2. Automatic scaling control

这个其实是接着上面的话题来谈的。前面提到了如何scaling，这里关注的是如何自动确定scaling的策略。包括：1).detect metrics 2).policy 3).action。[dspa20-13]中列出了几种传统的策略（Queuing theory/Control theory/Heuristic），但它们都不太好用。这里用几篇近的paper举例说明一下近的进展（只简要说明idea，详细内容可以参考原文）。

1). [NSDI’18]

为了降低整个dataflow graph的运行时间，如果我们能发现graph中的critical path（关键路径），就可以发现影响整个graph完成时间的因素，进而优化它们。但是和其他系统不同，streaming job是无穷尽的，因此还需要find critical path online。本文关注的就是这个问题。

首先我们可以借助的windowing，do periodic snapshot and cut the stream into fixed size windows. Analyze each window and get performance summary for each window.

但对于streaming job，我们无法得知完整的graph，每个window中选出来的（一个）critical path可能并不在全局的critical path上。因此我们可以对每个window都选出多个critical path，并且predict the critical path in the future。这里的思路是the more critical paths an activity appears on, the more probable this activity is critical(it could be on a potential critical path)。之后作者定义了一个critical participation metric来衡量它。
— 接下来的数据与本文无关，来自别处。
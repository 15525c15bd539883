//! Element content models declared with `<!ELEMENT ...>`

use std::fmt;

use crate::name::QName;

/// How many times a content particle may occur.
#[derive(Clone, Copy, Debug, PartialEq, Eq)]
pub enum Repeat {
    /// Exactly once
    One,
    /// `?`
    Optional,
    /// `*`
    ZeroOrMore,
    /// `+`
    OneOrMore,
}

impl Repeat {
    fn from_char(c: char) -> Option<Self> {
        match c {
            '?' => Some(Repeat::Optional),
            '*' => Some(Repeat::ZeroOrMore),
            '+' => Some(Repeat::OneOrMore),
            _ => None,
        }
    }
}

/// A node of a content model expression.
#[derive(Clone, Debug, PartialEq, Eq)]
pub enum Particle {
    /// A child element name
    Name(QName),
    /// `#PCDATA`, only valid as the first item of a mixed content model
    PcData,
    /// `(a, b, ...)`
    Seq(Vec<ContentParticle>),
    /// `(a | b | ...)`
    Choice(Vec<ContentParticle>),
}

/// A [`Particle`] together with its occurrence indicator.
#[derive(Clone, Debug, PartialEq, Eq)]
pub struct ContentParticle {
    /// What the particle matches
    pub particle: Particle,
    /// How often it may occur
    pub repeat: Repeat,
}

impl ContentParticle {
    fn new(particle: Particle) -> Self {
        Self {
            particle,
            repeat: Repeat::One,
        }
    }
}

/// The declared content of an element.
#[derive(Clone, Debug, PartialEq, Eq)]
pub enum ContentModel {
    /// No `<!ELEMENT>` declaration seen yet
    Undeclared,
    /// `EMPTY`
    Empty,
    /// `ANY`
    Any,
    /// `(#PCDATA)` or `(#PCDATA | a | b)*`: character data mixed with the
    /// listed elements
    Mixed(Vec<QName>),
    /// Element-only content
    Children(ContentParticle),
}

impl Default for ContentModel {
    fn default() -> Self {
        ContentModel::Undeclared
    }
}

impl ContentModel {
    /// Returns `false` for [`ContentModel::Undeclared`].
    pub fn is_declared(&self) -> bool {
        !matches!(self, ContentModel::Undeclared)
    }
}

/// Reasons a content model expression is rejected.
#[derive(Clone, Copy, Debug, PartialEq, Eq)]
pub enum ContentModelError {
    /// Parentheses do not balance
    Unbalanced,
    /// A name or a group appears where an operator was expected, or the
    /// other way around
    MisplacedOperand,
    /// An operator appears where a name or a group was expected
    MisplacedOperator,
    /// `,` and `|` are mixed in one group
    MixedOperators,
    /// `#PCDATA` is not the first item of the outermost group
    MisplacedPcData,
    /// A mixed content model with element names is not closed with `)*`,
    /// uses `,`, or repeats a single name
    InvalidMixedContent,
    /// A particle carries two occurrence indicators
    DoubleRepeat,
}

impl fmt::Display for ContentModelError {
    fn fmt(&self, f: &mut fmt::Formatter) -> fmt::Result {
        let msg = match self {
            ContentModelError::Unbalanced => "unbalanced parentheses in content model",
            ContentModelError::MisplacedOperand => "operator expected in content model",
            ContentModelError::MisplacedOperator => "unexpected operator in content model",
            ContentModelError::MixedOperators => "',' and '|' mixed in one content model group",
            ContentModelError::MisplacedPcData => "#PCDATA must come first in a mixed content model",
            ContentModelError::InvalidMixedContent => "mixed content model must be (#PCDATA|name...)*",
            ContentModelError::DoubleRepeat => "more than one occurrence indicator",
        };
        f.write_str(msg)
    }
}

#[derive(Clone, Copy, PartialEq, Eq)]
enum Operator {
    Seq,
    Choice,
}

#[derive(Default)]
struct Scope {
    items: Vec<ContentParticle>,
    operator: Option<Operator>,
}

/// Incremental builder for the parenthesized part of an `<!ELEMENT>`
/// declaration.
///
/// The parser feeds it tokens as they are recognized: `(` opens a scope,
/// names and `#PCDATA` are operands, `,` `|` `?` `*` `+` are operators and
/// `)` reduces the innermost scope into its parent. Consistency is checked
/// at every step so an error can be reported on the line where it occurs.
#[derive(Default)]
pub struct ContentModelBuilder {
    scopes: Vec<Scope>,
    result: Option<ContentParticle>,
    expect_operand: bool,
    pcdata: bool,
}

impl ContentModelBuilder {
    /// Creates an empty builder.
    pub fn new() -> Self {
        Self::default()
    }

    /// Forgets any partially built expression.
    pub fn clear(&mut self) {
        self.scopes.clear();
        self.result = None;
        self.expect_operand = false;
        self.pcdata = false;
    }

    /// Nesting depth of open groups.
    pub fn depth(&self) -> usize {
        self.scopes.len()
    }

    fn check_operand_position(&self) -> Result<(), ContentModelError> {
        if self.result.is_some() {
            return Err(ContentModelError::Unbalanced);
        }
        if !self.scopes.is_empty() && !self.expect_operand {
            return Err(ContentModelError::MisplacedOperand);
        }
        Ok(())
    }

    /// Opens a group on `(`.
    pub fn push_scope(&mut self) -> Result<(), ContentModelError> {
        self.check_operand_position()?;
        if self.pcdata {
            return Err(ContentModelError::InvalidMixedContent);
        }
        self.scopes.push(Scope::default());
        self.expect_operand = true;
        Ok(())
    }

    /// Adds an element name or `#PCDATA` to the innermost group.
    pub fn push_operand(&mut self, name: &str) -> Result<(), ContentModelError> {
        self.check_operand_position()?;
        let depth = self.scopes.len();
        let scope = self
            .scopes
            .last_mut()
            .ok_or(ContentModelError::Unbalanced)?;
        let particle = if name == "#PCDATA" {
            if depth != 1 || !scope.items.is_empty() {
                return Err(ContentModelError::MisplacedPcData);
            }
            self.pcdata = true;
            Particle::PcData
        } else {
            Particle::Name(QName::new(name))
        };
        scope.items.push(ContentParticle::new(particle));
        self.expect_operand = false;
        Ok(())
    }

    /// Applies one of `,` `|` `?` `*` `+`.
    pub fn push_operator(&mut self, op: char) -> Result<(), ContentModelError> {
        if self.expect_operand {
            return Err(ContentModelError::MisplacedOperator);
        }
        if let Some(repeat) = Repeat::from_char(op) {
            return self.apply_repeat(repeat);
        }
        let operator = match op {
            ',' => Operator::Seq,
            '|' => Operator::Choice,
            _ => return Err(ContentModelError::MisplacedOperator),
        };
        if self.pcdata && operator == Operator::Seq {
            return Err(ContentModelError::InvalidMixedContent);
        }
        let scope = self
            .scopes
            .last_mut()
            .ok_or(ContentModelError::MisplacedOperator)?;
        match scope.operator {
            Some(current) if current != operator => return Err(ContentModelError::MixedOperators),
            _ => scope.operator = Some(operator),
        }
        self.expect_operand = true;
        Ok(())
    }

    fn apply_repeat(&mut self, repeat: Repeat) -> Result<(), ContentModelError> {
        let target = match self.scopes.last_mut() {
            Some(_) if self.pcdata => return Err(ContentModelError::InvalidMixedContent),
            Some(scope) => scope.items.last_mut(),
            None => self.result.as_mut(),
        };
        let target = target.ok_or(ContentModelError::MisplacedOperator)?;
        if target.repeat != Repeat::One {
            return Err(ContentModelError::DoubleRepeat);
        }
        if self.pcdata && repeat != Repeat::ZeroOrMore {
            return Err(ContentModelError::InvalidMixedContent);
        }
        target.repeat = repeat;
        Ok(())
    }

    /// Closes the innermost group on `)`.
    pub fn reduce_scope(&mut self) -> Result<(), ContentModelError> {
        if self.expect_operand {
            return Err(ContentModelError::MisplacedOperator);
        }
        let mut scope = self.scopes.pop().ok_or(ContentModelError::Unbalanced)?;
        let particle = match scope.operator {
            None if scope.items.len() == 1 && scope.items[0].repeat == Repeat::One => {
                match scope.items.pop() {
                    Some(item) => item,
                    None => return Err(ContentModelError::Unbalanced),
                }
            }
            Some(Operator::Choice) => ContentParticle::new(Particle::Choice(scope.items)),
            _ => ContentParticle::new(Particle::Seq(scope.items)),
        };
        match self.scopes.last_mut() {
            Some(parent) => parent.items.push(particle),
            None => self.result = Some(particle),
        }
        self.expect_operand = false;
        Ok(())
    }

    /// Validates the complete expression and returns the model, leaving the
    /// builder empty.
    pub fn finish(&mut self) -> Result<ContentModel, ContentModelError> {
        if !self.scopes.is_empty() {
            return Err(ContentModelError::Unbalanced);
        }
        let result = self.result.take().ok_or(ContentModelError::Unbalanced)?;
        let pcdata = std::mem::replace(&mut self.pcdata, false);
        if !pcdata {
            return Ok(ContentModel::Children(result));
        }
        let repeat = result.repeat;
        let items = match result.particle {
            Particle::PcData => Vec::new(),
            Particle::Choice(items) | Particle::Seq(items) => items,
            Particle::Name(_) => return Err(ContentModelError::MisplacedPcData),
        };
        if items.len() > 1 && repeat != Repeat::ZeroOrMore {
            return Err(ContentModelError::InvalidMixedContent);
        }
        let names = items
            .into_iter()
            .skip(1)
            .map(|cp| match cp.particle {
                Particle::Name(name) => Ok(name),
                _ => Err(ContentModelError::InvalidMixedContent),
            })
            .collect::<Result<Vec<_>, _>>()?;
        Ok(ContentModel::Mixed(names))
    }
}

#[cfg(test)]
mod test {
    use super::*;
    use pretty_assertions::assert_eq;

    /// Feeds a compact expression (no whitespace, single-letter names) to a
    /// builder.
    fn build(expr: &str) -> Result<ContentModel, ContentModelError> {
        let mut builder = ContentModelBuilder::new();
        let mut chars = expr.chars().peekable();
        while let Some(c) = chars.next() {
            match c {
                '(' => builder.push_scope()?,
                ')' => builder.reduce_scope()?,
                '#' => {
                    let word: String = std::iter::once(c)
                        .chain(std::iter::from_fn(|| {
                            chars.next_if(|c| c.is_ascii_uppercase())
                        }))
                        .collect();
                    builder.push_operand(&word)?;
                }
                c if c.is_alphabetic() => builder.push_operand(&c.to_string())?,
                c => builder.push_operator(c)?,
            }
        }
        builder.finish()
    }

    fn name(n: &str, repeat: Repeat) -> ContentParticle {
        ContentParticle {
            particle: Particle::Name(QName::new(n)),
            repeat,
        }
    }

    #[test]
    fn sequence_with_repeats() {
        assert_eq!(
            build("(a,b?,c*)+"),
            Ok(ContentModel::Children(ContentParticle {
                particle: Particle::Seq(vec![
                    name("a", Repeat::One),
                    name("b", Repeat::Optional),
                    name("c", Repeat::ZeroOrMore),
                ]),
                repeat: Repeat::OneOrMore,
            }))
        );
    }

    #[test]
    fn nested_choice() {
        assert_eq!(
            build("(a,(b|c))"),
            Ok(ContentModel::Children(ContentParticle::new(Particle::Seq(
                vec![
                    name("a", Repeat::One),
                    ContentParticle::new(Particle::Choice(vec![
                        name("b", Repeat::One),
                        name("c", Repeat::One),
                    ])),
                ]
            ))))
        );
    }

    #[test]
    fn single_name() {
        assert_eq!(
            build("(a)"),
            Ok(ContentModel::Children(name("a", Repeat::One)))
        );
    }

    #[test]
    fn mixed() {
        assert_eq!(build("(#PCDATA)"), Ok(ContentModel::Mixed(vec![])));
        assert_eq!(build("(#PCDATA)*"), Ok(ContentModel::Mixed(vec![])));
        assert_eq!(
            build("(#PCDATA|a|b)*"),
            Ok(ContentModel::Mixed(vec![QName::new("a"), QName::new("b")]))
        );
    }

    #[test]
    fn errors() {
        assert_eq!(build("(a,b|c)"), Err(ContentModelError::MixedOperators));
        assert_eq!(build("(a,b"), Err(ContentModelError::Unbalanced));
        assert_eq!(build("(a))"), Err(ContentModelError::Unbalanced));
        assert_eq!(build("(a,)"), Err(ContentModelError::MisplacedOperator));
        assert_eq!(build("()"), Err(ContentModelError::MisplacedOperator));
        assert_eq!(build("(ab)"), Err(ContentModelError::MisplacedOperand));
        assert_eq!(build("(a#PCDATA)"), Err(ContentModelError::MisplacedOperand));
        assert_eq!(build("(a|#PCDATA)"), Err(ContentModelError::MisplacedPcData));
        assert_eq!(build("(#PCDATA|a)"), Err(ContentModelError::InvalidMixedContent));
        assert_eq!(build("(#PCDATA,a)*"), Err(ContentModelError::InvalidMixedContent));
        assert_eq!(build("(a*?)"), Err(ContentModelError::DoubleRepeat));
    }
}
//! Error management module

use std::fmt;

/// A malformed-input or budget violation detected by the reader.
///
/// Every syntax error is fatal for the document being parsed: the reader
/// must be [reset] before it can be used again.
///
/// [reset]: crate::XmlReader::reset
#[derive(Clone, Debug, PartialEq, Eq)]
pub struct SyntaxError {
    message: String,
    line: usize,
}

impl SyntaxError {
    /// Creates a new error at the given 1-based line.
    pub fn new<S: Into<String>>(message: S, line: usize) -> Self {
        Self {
            message: message.into(),
            line,
        }
    }

    /// Describes what went wrong, without the line number.
    pub fn message(&self) -> &str {
        &self.message
    }

    /// The 1-based line of the input source that was active when the error
    /// was detected.
    pub fn line(&self) -> usize {
        self.line
    }
}

impl fmt::Display for SyntaxError {
    fn fmt(&self, f: &mut fmt::Formatter) -> fmt::Result {
        write!(f, "{} at line {}", self.message, self.line)
    }
}

/// The error type used by this crate.
#[derive(Debug)]
pub enum Error {
    /// IO error reported by an input source or a resolver. It is passed
    /// through unmodified.
    Io(std::io::Error),
    /// Input bytes are not valid in the encoding of the source
    NonDecodable(&'static str),
    /// The document is not well-formed, violates a DTD-level constraint or
    /// exceeds one of the configured budgets
    Syntax(SyntaxError),
    /// The blocking [`next()`] found no data available in its input source.
    /// Non-blocking sources must be driven with [`advance()`].
    ///
    /// [`next()`]: crate::XmlReader::next
    /// [`advance()`]: crate::XmlReader::advance
    WouldBlock,
}

impl Error {
    /// Returns the syntax error if this is one.
    pub fn as_syntax(&self) -> Option<&SyntaxError> {
        match self {
            Error::Syntax(e) => Some(e),
            _ => None,
        }
    }
}

impl From<std::io::Error> for Error {
    /// Creates a new `Error::Io` from the given error
    #[inline]
    fn from(error: std::io::Error) -> Error {
        Error::Io(error)
    }
}

impl From<SyntaxError> for Error {
    #[inline]
    fn from(error: SyntaxError) -> Error {
        Error::Syntax(error)
    }
}

/// A specialized `Result` type where the error is hard-wired to [`Error`].
pub type Result<T> = std::result::Result<T, Error>;

impl fmt::Display for Error {
    fn fmt(&self, f: &mut fmt::Formatter) -> fmt::Result {
        match self {
            Error::Io(e) => write!(f, "I/O error: {}", e),
            Error::NonDecodable(encoding) => {
                write!(f, "Malformed input, cannot decode as {}", encoding)
            }
            Error::Syntax(e) => write!(f, "Syntax error: {}", e),
            Error::WouldBlock => write!(f, "No input available, the source would block"),
        }
    }
}

impl std::error::Error for Error {
    fn source(&self) -> Option<&(dyn std::error::Error + 'static)> {
        match self {
            Error::Io(e) => Some(e),
            _ => None,
        }
    }
}

#[cfg(test)]
mod test {
    use super::*;
    use pretty_assertions::assert_eq;

    #[test]
    fn syntax_display_has_line() {
        let e = Error::from(SyntaxError::new("unmatched element", 3));
        assert_eq!(e.to_string(), "Syntax error: unmatched element at line 3");
        assert_eq!(e.as_syntax().map(SyntaxError::line), Some(3));
    }

    #[test]
    fn io_is_source() {
        use std::error::Error as _;

        let e = Error::from(std::io::Error::new(std::io::ErrorKind::Other, "gone"));
        assert!(e.source().is_some());
        assert!(e.as_syntax().is_none());
    }
}
//! Module for async-specific reader code.

use std::io;

use tokio::io::{AsyncBufRead, AsyncBufReadExt};

use crate::node::Node;
use crate::{Error, Result, XmlReader};

use super::{Feeder, ReaderBuilder};

/// Drives an [`XmlReader`] from a [`tokio::io::AsyncBufRead`].
///
/// Bytes are moved from the async reader into the reader's
/// [`FeedSource`](super::FeedSource) whenever parsing runs out of input, so
/// the parser itself never blocks.
///
/// ```
/// # tokio_test();
/// # fn tokio_test() {
/// # tokio::runtime::Builder::new_current_thread().build().unwrap().block_on(async {
/// use pullxml::reader::AsyncXmlReader;
/// use pullxml::Node;
///
/// let mut reader = AsyncXmlReader::from_reader(&b"<a>text</a>"[..]);
/// let mut text = String::new();
/// loop {
///     match reader.next().await.unwrap() {
///         Node::Characters(t) => text.push_str(t.content()),
///         Node::EndDocument => break,
///         _ => {}
///     }
/// }
/// assert_eq!(text, "text");
/// # });
/// # }
/// ```
pub struct AsyncXmlReader<R> {
    reader: XmlReader,
    feeder: Feeder,
    input: R,
}

impl<R: AsyncBufRead + Unpin> AsyncXmlReader<R> {
    pub(crate) fn new(reader: XmlReader, feeder: Feeder, input: R) -> Self {
        Self {
            reader,
            feeder,
            input,
        }
    }

    /// Creates a reader with default options.
    pub fn from_reader(input: R) -> Self {
        ReaderBuilder::new().into_async_reader(input)
    }

    /// Reads the next node, awaiting input as needed.
    pub async fn next(&mut self) -> Result<Node<'_>> {
        loop {
            if self.reader.produce(false)? {
                return Ok(self.reader.current());
            }
            let available = match self.input.fill_buf().await {
                Ok(bytes) => bytes,
                Err(e) if e.kind() == io::ErrorKind::Interrupted => continue,
                Err(e) => return Err(Error::Io(e)),
            };
            if available.is_empty() {
                self.feeder.finish()?;
            } else {
                let used = available.len();
                self.feeder.feed_bytes(available)?;
                self.input.consume(used);
            }
        }
    }

    /// Gets a reference to the reader, to query its state.
    pub fn get_ref(&self) -> &XmlReader {
        &self.reader
    }

    /// Gets a mutable reference to the reader, to change its options.
    pub fn get_mut(&mut self) -> &mut XmlReader {
        &mut self.reader
    }

    /// Consumes this reader, returning the async input.
    pub fn into_inner(self) -> R {
        self.input
    }
}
在一些graph processing system做的evaluation显示，Driver（coordinator）更经常出现在critical path上。

2). [OSDI’18]

本文关注的问题是在一个dataflow graph上，如何自动发现已成为bottleneck的operator、并且自动scale。本文希望让自动调优到target throughput的过程所需reconfiguration步数更少，调优效果更准确。其中Bottleneck的定义是该operator处理太慢了，影响downstream的速率[Figure 2]。

针对如何自动detect bottleneck的问题，使用[NSDI’18]中实现的profiling tool。Use dataflow graph to extract operator dependencies and system instrumentation to collect accurate, representative metrics。

通过上述工具，我们得到了每个operator在没有bottleneck的理想情况下的capacity（指标是throughput）。之后用linear prediction model来拟合出parallelism和throughput之间的关系。为了避免预测值（parallelism）出现上下摇摆震荡，我们预测出upper bound和lower bound，而不是直接预测值[Figure 4]。这样可以保证预测值只向一个方向scale up/down（不然reconfiguration的开销会很大）。每次reconfiguration一轮之后重新监测指标，然后recompute model to minimize error，直到后得到target throughput。在Flink上的Evaluation显示它可以明显减少调优到target rate所需的reconfiguration次数，收敛更快，而且终性能也更接近target[Figure 6]。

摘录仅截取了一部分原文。